40th Anniversary Of Harvey Milk’s Assassination

40th Anniversary Of Harvey Milk’s Assassination

The LGBTQ Community Celebrates The Honorary Politician

Yesterday many celebrated the life of and mourned the death of the first openly gay elected official in California, Harvey Milk was assassinated 40 years ago this week. Being in my mid-20s and Midwestern born, I only became familiar with Milk upon viewing the film about his life, Milk, when I got to college in 2010. After my first semester in college, I was invited by this super-hunky older guy to stay in San Francisco with him for the summer. He lived in the heart of The Castro, San Fran’s gay neighborhood where Milk once owned a camera shop showcased in his feature biopic. It was fun to visit Harvey’s for colorful comedy shows and beer, and to marvel in Harvey Milk Plaza, but I never truly realized how much he would help my generations of gays today.

According to The San Francisco Chronicle, Milk’s legacy remains solid. Dozens of people marched to Harvey Milk Plaza yesterday in remembrance of Milk and slain San Francisco Mayor, George Moscone, who were both murdered by jealous bigot, Dan White. Many family and friends spoke of Milk and Moscone, including creator of the NAMES Project AIDS Memorial Quilt, Cleve Jones. Jones told:

“If you were vulnerable, under attack, he was there for you. He was never a single-issue candidate. He understood the commonality of our struggle. Gay, straight. Young, old. Black, brown and white. Immigrant and native born.”

What was Milk's legacy?  And was it just about LGBT Issues? Yes, he was gay and he gave us someone to look up to, but he was someone anyone could look up to, anyone who believed in community.

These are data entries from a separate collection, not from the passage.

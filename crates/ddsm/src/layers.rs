//! layer ARN lookup
//!
//! [LayerLookup] is the seam to whatever knows which layer versions are published where.
//! [DatadogLayers] builds ARNs from the public naming scheme.
use crate::runtime::{self, Architecture, Runtime};

/// A layer the engine may attach
#[derive(Debug, Clone, Copy, PartialEq, Eq)]
pub enum Layer<'r> {
    /// runtime library for a function runtime
    Library {
        runtime: Runtime,
        runtime_id: &'r str,
        architecture: Architecture,
    },
    /// the extension (local collector), runtime independent
    Extension { architecture: Architecture },
}

impl Layer<'_> {
    /// Name prefix shared by every layer of this family, across runtime versions and architectures
    pub fn family(&self) -> &'static str {
        match self {
            Layer::Library {
                runtime: Runtime::Node,
                ..
            } => "Datadog-Node",
            Layer::Library {
                runtime: Runtime::Python,
                ..
            } => "Datadog-Python",
            Layer::Library { .. } => "Datadog-Library",
            Layer::Extension { .. } => "Datadog-Extension",
        }
    }

    /// Whether a layer ARN already in a template belongs to this family
    pub fn is_family_member(&self, arn: &str) -> bool {
        arn.contains(&format!(":layer:{}", self.family()))
    }

    /// Full layer name, None when nothing is published for the runtime
    pub fn name(&self) -> Option<String> {
        match self {
            Layer::Library {
                runtime_id,
                architecture,
                ..
            } => runtime::library_layer_name(runtime_id, *architecture),
            Layer::Extension {
                architecture: Architecture::Arm64,
            } => Some("Datadog-Extension-ARM".to_string()),
            Layer::Extension {
                architecture: Architecture::X86_64,
            } => Some("Datadog-Extension".to_string()),
        }
    }
}

impl std::fmt::Display for Layer<'_> {
    fn fmt(&self, f: &mut std::fmt::Formatter<'_>) -> std::fmt::Result {
        match self {
            Layer::Library { runtime_id, .. } => write!(f, "library layer for `{runtime_id}`"),
            Layer::Extension { .. } => f.write_str("extension layer"),
        }
    }
}

pub trait LayerLookup {
    /// ARN of a layer version in a region, None when it is not published there
    fn layer_arn(&self, layer: &Layer<'_>, version: u32, region: &str) -> Option<String>;
}

const COMMERCIAL_ACCOUNT: &str = "464622532012";
const GOVCLOUD_ACCOUNT: &str = "002406178527";

/// Public layers: `arn:{partition}:lambda:{region}:{account}:layer:{name}:{version}`
#[derive(Debug, Default, Clone, Copy)]
pub struct DatadogLayers;

impl LayerLookup for DatadogLayers {
    fn layer_arn(&self, layer: &Layer<'_>, version: u32, region: &str) -> Option<String> {
        if region.is_empty() || region.starts_with("cn-") {
            return None;
        }

        let (partition, account) = if region.starts_with("us-gov-") {
            ("aws-us-gov", GOVCLOUD_ACCOUNT)
        } else {
            ("aws", COMMERCIAL_ACCOUNT)
        };

        let name = layer.name()?;
        Some(format!(
            "arn:{partition}:lambda:{region}:{account}:layer:{name}:{version}"
        ))
    }
}

#[cfg(test)]
mod test {
    use super::*;
    use pretty_assertions::assert_eq;

    fn python(architecture: Architecture) -> Layer<'static> {
        Layer::Library {
            runtime: Runtime::Python,
            runtime_id: "python3.12",
            architecture,
        }
    }

    #[test]
    fn commercial_arn() {
        assert_eq!(
            DatadogLayers.layer_arn(&python(Architecture::X86_64), 98, "eu-west-1"),
            Some("arn:aws:lambda:eu-west-1:464622532012:layer:Datadog-Python312:98".into())
        );
    }

    #[test]
    fn govcloud_arn() {
        let extension = Layer::Extension {
            architecture: Architecture::Arm64,
        };
        assert_eq!(
            DatadogLayers.layer_arn(&extension, 65, "us-gov-west-1"),
            Some(
                "arn:aws-us-gov:lambda:us-gov-west-1:002406178527:layer:Datadog-Extension-ARM:65"
                    .into()
            )
        );
    }

    #[test]
    fn unsupported_region() {
        assert_eq!(
            DatadogLayers.layer_arn(&python(Architecture::X86_64), 98, "cn-north-1"),
            None
        );
    }

    #[test]
    fn family_membership() {
        let layer = python(Architecture::X86_64);
        assert!(layer.is_family_member(
            "arn:aws:lambda:us-east-1:464622532012:layer:Datadog-Python39-ARM:70"
        ));
        assert!(!layer.is_family_member(
            "arn:aws:lambda:us-east-1:464622532012:layer:Datadog-Extension:60"
        ));
        assert!(!layer.is_family_member("arn:aws:lambda:us-east-1:123456789012:layer:deps:3"));
    }
}
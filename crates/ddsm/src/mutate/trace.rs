use super::{environment, Context, Draft, MutationError};
use crate::classify::{ComputeResource, Dialect, ResourceKind};
use crate::env_vars;
use crate::overlay::{self, Keyed};
use crate::value::flag;
use serde_json::{json, Map};

pub(super) fn toggle(
    resource: &ComputeResource<'_>,
    draft: &mut Draft,
    ctx: &Context<'_>,
) -> Result<(), MutationError> {
    let config = ctx.config;

    if resource.kind == ResourceKind::LambdaFunction {
        environment::set_absent(
            resource,
            draft,
            ctx,
            vec![
                (env_vars::TRACE_ENABLED, flag(config.enable_dd_tracing)),
                (env_vars::MERGE_XRAY_TRACES, flag(config.enable_merge_xray_traces)),
                (env_vars::ENHANCED_METRICS, flag(config.enable_enhanced_metrics)),
                (env_vars::SERVERLESS_LOGS_ENABLED, flag(config.enable_dd_logs)),
                (env_vars::CAPTURE_LAMBDA_PAYLOAD, flag(config.capture_lambda_payload)),
            ],
        )?;
    }

    if config.enable_xray_tracing {
        enable_xray(resource, draft, ctx);
    }

    Ok(())
}

/// Turn on X-Ray unless the resource declares tracing itself
fn enable_xray(resource: &ComputeResource<'_>, draft: &mut Draft, ctx: &Context<'_>) {
    let (property, value) = match (resource.kind, resource.dialect) {
        (ResourceKind::LambdaFunction, Dialect::CloudFormation) => {
            ("TracingConfig", json!({"Mode": "Active"}))
        }
        (ResourceKind::LambdaFunction, Dialect::Serverless) => ("Tracing", json!("Active")),
        (ResourceKind::StepFunction, Dialect::CloudFormation) => {
            ("TracingConfiguration", json!({"Enabled": true}))
        }
        (ResourceKind::StepFunction, Dialect::Serverless) => ("Tracing", json!({"Enabled": true})),
        (ResourceKind::Other, _) => return,
    };

    let mut inherited = Map::new();
    if resource.inherits_globals() {
        if let Some(declared) = &ctx.globals.tracing {
            inherited.insert("Tracing".to_string(), declared.clone());
        }
    }

    let entries = {
        let base: [&dyn Keyed; 2] = [&draft.properties, &inherited];
        overlay::absent(&base, [(property, value)])
    };
    overlay::apply(&mut draft.properties, entries);
}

Milk's political career centered on making government responsive to individuals, gay liberation, and the importance of neighborhoods to the city. At the onset of each campaign, an issue was added to Milk's public political philosophy. His 1973 campaign focused on the first point, that as a small business owner in San Francisco—a city dominated by large corporations that had been courted by municipal government—his interests were being overlooked because he was not represented by a large financial institution. Although he did not hide the fact that he was gay, it did not become an issue until his race for the California State Assembly in 1976. It was brought to the fore in the supervisor race against Rick Stokes, as it was an extension of his ideas of individual freedom.

Milk strongly believed that neighborhoods promoted unity and a small-town experience, and that the Castro should provide services to all its residents. He opposed the closing of an elementary school; even though most gay people in the Castro did not have children, Milk saw his neighborhood having the potential to welcome everyone. He told his aides to concentrate on fixing potholes and boasted that 50 new stop signs had been installed in District 5. Responding to city residents' largest complaint about living in San Francisco—dog feces—Milk made it a priority to enact the ordinance requiring dog owners to take care of their pets' droppings. Randy Shilts noted, "some would claim Harvey was a socialist or various other sorts of ideologues, but, in reality, Harvey's political philosophy was never more complicated than the issue of dogshit; government should solve people's basic problems." - wikipedia.com

Milk ushered gay rights in San Francisco when people still believed the LGBTQ community to be nothing but perverted pedophiles. I’m sure we can all bet Milk would be dazzled by how far America – and the globe – has progressed with LGBTQ and Human Rights. Imagine if he would’ve been able to meet Stonewall uprising’s Marsha P. Johnson, or even 44th President of the United States, Barack Obama. It was almost ten years ago when Obama gave Milk’s nephew, Stuart, the Presidential Medal of Freedom in his uncle’s honor for his legacy of gay rights.

A New Children's Book Shares The Story OF Harvey Milk And The Rainbow Flag

A new children’s book has recently released and it shares LGBTQ history.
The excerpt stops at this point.